─── Excerpted data

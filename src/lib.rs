//! A resource-safe binding layer over an SMT decision-procedure engine.
//!
//! The engine itself lives behind the handle-based boundary in [`engine`]: every resource
//! (configuration, solving context, search parameters, model) is an opaque integer handle,
//! and every failure is a negative status code plus a thread-local error record. This crate
//! wraps that boundary into owned objects:
//!
//!  - [`Config`] is an editable set of options consumed when a [`Session`] is created.
//!  - [`Session`] accumulates assertions (optionally in `push`/`pop` scopes) and runs
//!    (possibly time-bounded) satisfiability checks.
//!  - [`Parameters`] tune the search of a single check.
//!  - [`Model`] is the satisfying assignment of a `Sat` check. Its values are explored
//!    lazily through [`YVal`] nodes of the model's value DAG.
//!
//! All four own a [`Handle`] which is released exactly once: either explicitly with
//! `close` (which is idempotent) or when the object is dropped. Live handles are counted
//! per [`ResourceKind`] in a process-wide [`population`] registry, so leaks can be detected
//! by checking that [`population::snapshot`] is clear at the end of a workload.
//!
//! Formulas are built from [`Term`] and [`Type`] values, which are plain indices into the
//! engine's append-only term and type tables.
//!
//! The engine is Z3 (feature `solver-z3`, enabled by default). Z3 objects are bound to the
//! thread that created them, so each thread has its own engine: types, terms and every
//! resource can only be used on the thread which created them. A [`SearchInterrupter`]
//! is the exception, it can stop a check from any thread.

use crate::engine::{RawHandle, TermId, TypeId};
use std::sync::atomic::AtomicU64;
use std::sync::Arc;

#[cfg(not(feature = "solver-z3"))]
compile_error!("biodivine-lib-smt needs a decision procedure: enable the `solver-z3` feature.");

pub mod engine;
pub mod population;

/// **(internal)** The typed error taxonomy of the safe layer.
mod error;
/// **(internal)** Utility methods for `Config`.
mod _impl_config;
/// **(internal)** Utility methods for `Handle` and `ResourceKind`.
mod _impl_handle;
/// **(internal)** Value queries of `Model` (shortcuts, `YVal` exploration, implicants).
mod _impl_model;
/// **(internal)** Utility methods for `Parameters`.
mod _impl_parameters;
/// **(internal)** Utility methods for `Session` and `SearchInterrupter`.
mod _impl_session;
/// **(internal)** Conversions between `Status`/`SearchMode` and their engine encoding.
mod _impl_status;
/// **(internal)** Term constructors.
mod _impl_term;
/// **(internal)** Type constructors.
mod _impl_type;
/// **(internal)** Conversions between `YValTag` and its engine encoding.
mod _impl_yval;
/// **(internal)** Deadline timer which interrupts a running check.
mod watchdog;

pub use engine::ErrorCode;
pub use error::{EngineFault, SolverError};
pub use population::Census;

/// The kinds of engine resources that can be owned by a [`Handle`].
#[derive(Clone, Copy, Debug, Eq, Hash, Ord, PartialEq, PartialOrd)]
pub enum ResourceKind {
    Config,
    Session,
    Parameters,
    Model,
}

/// Exclusive ownership of one engine resource.
///
/// A handle is created only from a successfully allocated resource and releases it exactly
/// once. After `close` (or `drop`), the raw value is reset to the null sentinel, further
/// `close` calls do nothing and every other use fails with [`SolverError::ResourceClosed`].
#[derive(Debug)]
pub struct Handle {
    kind: ResourceKind,
    raw: RawHandle,
}

/// Context construction options (logic, search mode, solver architecture, theories).
///
/// A configuration is consumed by [`Session::from_config`].
#[derive(Debug)]
pub struct Config {
    handle: Handle,
}

/// A solving session (a "context" in the terminology of the engine).
///
/// The session accumulates assertions in a stack of scopes and answers satisfiability
/// checks about their conjunction.
#[derive(Debug)]
pub struct Session {
    handle: Handle,
    /// Incremented at the start and at the end of every check, so that a deadline timer
    /// armed for one check can never interrupt another one.
    generation: Arc<AtomicU64>,
}

/// Search modes supported by a [`Session`].
///
/// Not every mode is compatible with every logic (e.g. nonlinear arithmetic requires
/// a solver which does not support `Interactive`).
#[derive(Clone, Copy, Debug, Eq, Hash, PartialEq)]
pub enum SearchMode {
    /// A single check, no incremental assertions.
    OneShot,
    /// Repeated checks with assertions added in between, but no retraction.
    MultiCheck,
    /// Assertions in a stack of `push`/`pop` scopes.
    PushPop,
    /// Like `PushPop`, but an interrupted search leaves the session usable.
    Interactive,
}

/// A thread-safe token which can interrupt a running check of one [`Session`].
///
/// The token does not own the session. Once the session is closed, `stop` does nothing.
#[derive(Clone, Debug)]
pub struct SearchInterrupter {
    session: RawHandle,
}

/// Search parameters of a single check (random seed, solver time limit).
///
/// A parameter set can be reused across checks and across sessions.
#[derive(Debug)]
pub struct Parameters {
    handle: Handle,
}

/// Status of a [`Session`].
///
/// `Idle` and `Searching` are never returned by a check.
#[derive(Clone, Copy, Debug, Eq, Hash, PartialEq)]
pub enum Status {
    Idle,
    Searching,
    Unknown,
    Sat,
    Unsat,
    Interrupted,
    Error,
}

/// A satisfying assignment produced by a `Sat` check (or built explicitly with
/// [`Model::from_map`]).
#[derive(Debug)]
pub struct Model {
    handle: Handle,
}

/// Tags of the value nodes of a [`Model`].
#[derive(Clone, Copy, Debug, Eq, Hash, PartialEq)]
pub enum YValTag {
    Unknown,
    Bool,
    Rational,
    Algebraic,
    BitVector,
    Scalar,
    Tuple,
    Function,
    Mapping,
}

/// A reference to a node of the value DAG of one [`Model`].
///
/// The node is only meaningful for the model that produced it. Using it with any other
/// model (or with the same model after it was closed) is an error.
#[derive(Clone, Copy, Debug, Eq, Hash, PartialEq)]
pub struct YVal {
    tag: YValTag,
    id: i32,
    model: RawHandle,
}

/// The finite representation of a function value: explicit mappings (each a
/// [`YValTag::Mapping`] node) plus the value of all remaining inputs.
#[derive(Clone, Debug, Eq, PartialEq)]
pub struct VectorValue {
    pub children: Vec<YVal>,
    pub default: YVal,
}

/// One entry of a function value: `f(arguments) = result`.
#[derive(Clone, Debug, Eq, PartialEq)]
pub struct MappingValue {
    pub arguments: Vec<YVal>,
    pub result: YVal,
}

/// A decoded scalar value. The index alone is ambiguous, so the type is kept with it.
#[derive(Clone, Copy, Debug, Eq, Hash, PartialEq)]
pub struct ScalarValue {
    pub index: i32,
    pub ty: Type,
}

/// A type-safe index of a term in the engine's term table.
#[derive(Clone, Copy, Debug, Eq, Hash, Ord, PartialEq, PartialOrd)]
pub struct Term(TermId);

/// A type-safe index of a type in the engine's type table.
#[derive(Clone, Copy, Debug, Eq, Hash, Ord, PartialEq, PartialOrd)]
pub struct Type(TypeId);
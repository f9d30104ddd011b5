//! Operator traits
//!
//! This module defines the pluggable crossover seam of the engine.

use rand::Rng;

use crate::error::ContractViolation;
use crate::genome::dna::Dna;

/// Crossover operator trait
///
/// Combines the DNA of two equal-length parents into one child of the same
/// length. Implementations must not modify the parents.
pub trait CrossoverOperator<G: Clone>: Send + Sync {
    /// Produce one child from two parents
    fn crossover<R: Rng + ?Sized>(
        &self,
        parent1: &Dna<G>,
        parent2: &Dna<G>,
        rng: &mut R,
    ) -> Result<Dna<G>, ContractViolation>;

    /// Short name used in logs and errors
    fn name(&self) -> &'static str;
}

/// Ensure two parents have the same length, returning it
pub fn check_parents<G>(parent1: &Dna<G>, parent2: &Dna<G>) -> Result<usize, ContractViolation> {
    if parent1.len() != parent2.len() {
        return Err(ContractViolation::ParentLength {
            left: parent1.len(),
            right: parent2.len(),
        });
    }
    Ok(parent1.len())
}
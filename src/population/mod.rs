//! Population management
//!
//! This module provides the Individual contract and the Population type.

pub mod individual;
#[allow(clippy::module_inception)]
pub mod population;

pub mod prelude {
    pub use super::individual::*;
    pub use super::population::*;
}
//! Selection operators
//!
//! This module provides fitness-proportionate ("roulette wheel") parent
//! selection over a [`FitnessWeights`] distribution.

use rand::Rng;

use crate::fitness::weights::FitnessWeights;

/// Roulette wheel selection (fitness proportionate)
///
/// Draws a uniform value in `[0, total)` and returns the first individual,
/// in population order, whose cumulative weight interval contains it. With
/// all-zero fitness the weights are uniform, so every individual is equally
/// likely.
#[derive(Clone, Debug, Default)]
pub struct RouletteSelection;

impl RouletteSelection {
    /// Create a new roulette selection
    pub fn new() -> Self {
        Self
    }

    /// Select the index of one individual
    ///
    /// # Panics
    ///
    /// Panics if `weights` covers no individuals.
    pub fn select<R: Rng + ?Sized>(&self, weights: &FitnessWeights, rng: &mut R) -> usize {
        assert!(!weights.is_empty(), "Population cannot be empty");

        let point = rng.gen_range(0.0..weights.total());
        weights.locate(point)
    }

    /// Select one individual from `population`
    pub fn select_parent<'a, T, R: Rng + ?Sized>(
        &self,
        population: &'a [T],
        weights: &FitnessWeights,
        rng: &mut R,
    ) -> &'a T {
        debug_assert_eq!(population.len(), weights.len());
        &population[self.select(weights, rng)]
    }
}
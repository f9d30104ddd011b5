//! Fitness-proportionate weights
//!
//! Individual `i` is weighted by its fitness divided by the generation's
//! maximum fitness, so every weight lies in [0, 1] and the total never exceeds
//! the population size however large the raw values are. When every fitness
//! is exactly zero the distribution falls back to uniform weights, so a
//! degenerate generation still breeds.

use serde::{Deserialize, Serialize};

use crate::error::ContractViolation;

/// Check a single fitness value returned by the client
pub fn validate_fitness(index: usize, value: f64) -> Result<(), ContractViolation> {
    if value.is_finite() && value >= 0.0 {
        Ok(())
    } else {
        Err(ContractViolation::InvalidFitness { index, value })
    }
}

/// Cumulative selection weights over a population, in population order
#[derive(Clone, Debug, PartialEq, Serialize, Deserialize)]
pub struct FitnessWeights {
    /// Running sum of normalized weights; entry `i` is the upper edge of
    /// `i`'s interval
    cumulative: Vec<f64>,
    /// Index of the last individual with a non-empty interval
    last_positive: usize,
    /// True when built by the all-zero fallback
    uniform: bool,
}

impl FitnessWeights {
    /// Build weights from validated fitness values
    pub fn from_fitness(values: &[f64]) -> Result<Self, ContractViolation> {
        for (index, &value) in values.iter().enumerate() {
            validate_fitness(index, value)?;
        }

        if values.iter().all(|&v| v == 0.0) {
            return Ok(Self::uniform(values.len()));
        }

        let max = values.iter().copied().fold(0.0, f64::max);
        let mut cumulative = Vec::with_capacity(values.len());
        let mut sum = 0.0;
        let mut last_positive = 0;
        for (index, &value) in values.iter().enumerate() {
            sum += value / max;
            cumulative.push(sum);
            if value > 0.0 {
                last_positive = index;
            }
        }

        Ok(Self {
            cumulative,
            last_positive,
            uniform: false,
        })
    }

    /// Equal weight for each of `len` individuals
    pub fn uniform(len: usize) -> Self {
        Self {
            cumulative: (1..=len).map(|i| i as f64).collect(),
            last_positive: len.saturating_sub(1),
            uniform: true,
        }
    }

    /// Number of individuals covered
    pub fn len(&self) -> usize {
        self.cumulative.len()
    }

    /// True if no individual is covered
    pub fn is_empty(&self) -> bool {
        self.cumulative.is_empty()
    }

    /// Sum of all weights
    pub fn total(&self) -> f64 {
        self.cumulative.last().copied().unwrap_or(0.0)
    }

    /// Whether the all-zero fallback produced these weights
    pub fn is_uniform(&self) -> bool {
        self.uniform
    }

    /// Index of the first individual whose cumulative interval contains `point`
    ///
    /// `point` is expected in `[0, total)`. Out-of-range points resolve to the
    /// last individual with a positive weight.
    pub fn locate(&self, point: f64) -> usize {
        let index = self.cumulative.partition_point(|&edge| edge <= point);
        index.min(self.last_positive)
    }
}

──────

**Activity**: Begin at the line above that has "cumulative: (1..=len).map(|i| i" and stop after the line that has "of the first", copying each line exactly and adding nothing else.

**Result**:
            cumulative: (1..=len).map(|i| i as f64).collect(),
            last_positive: len.saturating_sub(1),
            uniform: true,
        }
    }

    /// Number of individuals covered
    pub fn len(&self) -> usize {
        self.cumulative.len()
    }

    /// True if no individual is covered
    pub fn is_empty(&self) -> bool {
        self.cumulative.is_empty()
    }

    /// Sum of all weights
    pub fn total(&self) -> f64 {
        self.cumulative.last().copied().unwrap_or(0.0)
    }

    /// Whether the all-zero fallback produced these weights
    pub fn is_uniform(&self) -> bool {
        self.uniform
    }

    /// Index of the first individual whose cumulative interval contains `point`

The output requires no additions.